__WORK REQUEST__: Could you print, exactly as they stand, the lines from the one holding "pub struct ExperimentName(String);" to the end of the data below, and nothing more?

Saved data entries:
------
//! Band constraint shared by every elastic kernel and by the envelope cache.

use std::ops::Range;

/// Constraint on how far index `i` of one series may be aligned to index `j` of the other.
#[derive(Debug, Clone, Copy, Default, PartialEq, Eq, Hash)]
pub enum BandConstraint {
    /// No constraint. Every cell of the alignment grid is admissible.
    #[default]
    Unconstrained,

    /// Sakoe-Chiba band: cell (i,j) is valid only if |i - j| <= radius.
    SakoeChibaRadius(usize),
}

impl BandConstraint {
    /// Build a constraint from an optional radius. `None` means unconstrained.
    #[must_use]
    pub fn from_radius(radius: Option<usize>) -> Self {
        match radius {
            None => Self::Unconstrained,
            Some(r) => Self::SakoeChibaRadius(r),
        }
    }

    /// Return the band radius, or `None` when unconstrained.
    #[must_use]
    pub fn radius(&self) -> Option<usize> {
        match self {
            Self::Unconstrained => None,
            Self::SakoeChibaRadius(r) => Some(*r),
        }
    }

    /// Return true if cell `(i, j)` lies inside the band.
    #[must_use]
    pub fn admits(&self, i: usize, j: usize) -> bool {
        match self {
            Self::Unconstrained => true,
            Self::SakoeChibaRadius(r) => i.abs_diff(j) <= *r,
        }
    }

    /// Return the valid column range for a given row of the alignment grid.
    ///
    /// For unconstrained alignment, returns `0..n_cols`.
    /// For Sakoe-Chiba, returns the intersection of `[row - r, row + r]` with `[0, n_cols)`,
    /// which is empty once the row lies more than `r` past the last column.
    #[must_use]
    pub fn column_range(&self, row: usize, n_cols: usize) -> Range<usize> {
        match self {
            Self::Unconstrained => 0..n_cols,
            Self::SakoeChibaRadius(r) => {
                let start = row.saturating_sub(*r).min(n_cols);
                let end = row.saturating_add(*r).saturating_add(1).min(n_cols);
                start..end
            }
        }
    }
}
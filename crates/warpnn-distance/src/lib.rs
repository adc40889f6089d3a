//! Elastic distance kernels, envelopes and admissible lower bounds.
//!
//! Pure math library with zero I/O. Every family (Euclidean, DTW, WDTW, ERP,
//! LCSS, MSM, TWE) implements [`ElasticDistance`] in three call shapes: full,
//! early-abandoning, and extended with the narrowest band that reproduces the
//! result. [`Measure`] wraps the families and pairs each with its lower bound.

mod bounds;
mod constraint;
mod distance;
mod dtw;
mod envelope;
mod erp;
mod error;
mod euclidean;
mod grid;
mod lcss;
mod measure;
mod msm;
mod preprocess;
mod series;
mod stats;
mod twe;
mod wdtw;

pub use bounds::{BoundInput, lb_erp, lb_global, lb_lcss, lb_lcss_global, lb_msm, lb_twe};
pub use constraint::BandConstraint;
pub use distance::{Distance, ExtendedDistance};
pub use dtw::Dtw;
pub use envelope::{SeriesEnvelope, lb_keogh, lb_keogh_ranked};
pub use erp::Erp;
pub use error::DistanceError;
pub use euclidean::Euclidean;
pub use lcss::Lcss;
pub use measure::{ElasticDistance, Measure};
pub use msm::Msm;
pub use preprocess::{Transform, derivative, z_normalize};
pub use series::{TimeSeries, TimeSeriesView};
pub use stats::SeriesStats;
pub use twe::Twe;
pub use wdtw::Wdtw;
//! Domain types for warpnn-io.

use std::collections::HashMap;

use warpnn_nn::{ClassLabel, Sequence};

use crate::IoError;

/// Maps raw class labels from data files to dense [`ClassLabel`]s.
///
/// Labels are numbered in order of first appearance. Share one map between a
/// training and a test file so the same raw label gets the same index in both.
/// Numeric labels are compared by value, so `1`, `1.0` and `+1` are one class.
#[derive(Debug, Clone, Default)]
pub struct LabelMap {
    names: Vec<String>,
    index: HashMap<String, ClassLabel>,
}

impl LabelMap {
    #[must_use]
    pub fn new() -> Self {
        Self::default()
    }

    /// Return the label for `raw`, assigning the next index if it is new.
    pub(crate) fn intern(&mut self, raw: &str) -> ClassLabel {
        let key = canonical(raw);
        if let Some(&label) = self.index.get(&key) {
            return label;
        }
        let label = ClassLabel::new(self.names.len());
        self.names.push(key.clone());
        self.index.insert(key, label);
        label
    }

    /// Raw label text for `label`, if it was assigned by this map.
    #[must_use]
    pub fn name(&self, label: ClassLabel) -> Option<&str> {
        self.names.get(label.index()).map(String::as_str)
    }

    /// Number of distinct labels seen.
    #[must_use]
    pub fn len(&self) -> usize {
        self.names.len()
    }

    #[must_use]
    pub fn is_empty(&self) -> bool {
        self.names.is_empty()
    }
}

fn canonical(raw: &str) -> String {
    let trimmed = raw.trim();
    match trimmed.parse::<f64>() {
        Ok(v) if v.is_finite() => v.to_string(),
        _ => trimmed.to_string(),
    }
}

/// Labelled sequences read from one file, in row order.
#[derive(Debug, Clone)]
pub struct Dataset {
    /// One sequence per data row.
    pub sequences: Vec<Sequence>,
}

impl Dataset {
    /// Number of sequences.
    #[must_use]
    pub fn len(&self) -> usize {
        self.sequences.len()
    }

    #[must_use]
    pub fn is_empty(&self) -> bool {
        self.sequences.is_empty()
    }

    /// Length of the longest sequence.
    #[must_use]
    pub fn max_len(&self) -> usize {
        self.sequences.iter().map(Sequence::len).max().unwrap_or(0)
    }

    /// True when every sequence has the same length.
    #[must_use]
    pub fn is_equal_length(&self) -> bool {
        self.sequences.windows(2).all(|w| w[0].len() == w[1].len())
    }
}

/// A validated experiment name for output file naming.
///
/// Must match `[a-zA-Z0-9_-]+`.
#[derive(Debug, Clone, PartialEq, Eq)]
pub struct ExperimentName(String);

impl ExperimentName {
    /// Parse and validate an experiment name.
    ///
    /// # Errors
    ///
    /// Returns [`IoError::InvalidExperimentName`] if the name is empty or
    /// contains characters outside `[a-zA-Z0-9_-]`.
    pub fn new(name: String) -> Result<Self, IoError> {
        if name.is_empty()
            || !name
                .chars()
                .all(|c| c.is_ascii_alphanumeric() || c == '_' || c == '-')
        {
            return Err(IoError::InvalidExperimentName { name });
        }
        Ok(Self(name))
    }

    /// Return the experiment name as a string slice.
    #[must_use]
    pub fn as_str(&self) -> &str {
        &self.0
    }
}

impl std::fmt::Display for ExperimentName {
    fn fmt(&self, f: &mut std::fmt::Formatter<'_>) -> std::fmt::Result {
        f.write_str(&self.0)
    }
}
------
__SOLVED EXERCISE__:
pub struct ExperimentName(String);

impl ExperimentName {
    /// Parse and validate an experiment name.
    ///
    /// # Errors
    ///
    /// Returns [`IoError::InvalidExperimentName`] if the name is empty or
    /// contains characters outside `[a-zA-Z0-9_-]`.
    pub fn new(name: String) -> Result<Self, IoError> {
        if name.is_empty()
            || !name
                .chars()
                .all(|c| c.is_ascii_alphanumeric() || c == '_' || c == '-')
        {
            return Err(IoError::InvalidExperimentName { name });
        }
        Ok(Self(name))
    }

    /// Return the experiment name as a string slice.
    #[must_use]
    pub fn as_str(&self) -> &str {
        &self.0
    }
}

impl std::fmt::Display for ExperimentName {
    fn fmt(&self, f: &mut std::fmt::Formatter<'_>) -> std::fmt::Result {
        f.write_str(&self.0)
    }
}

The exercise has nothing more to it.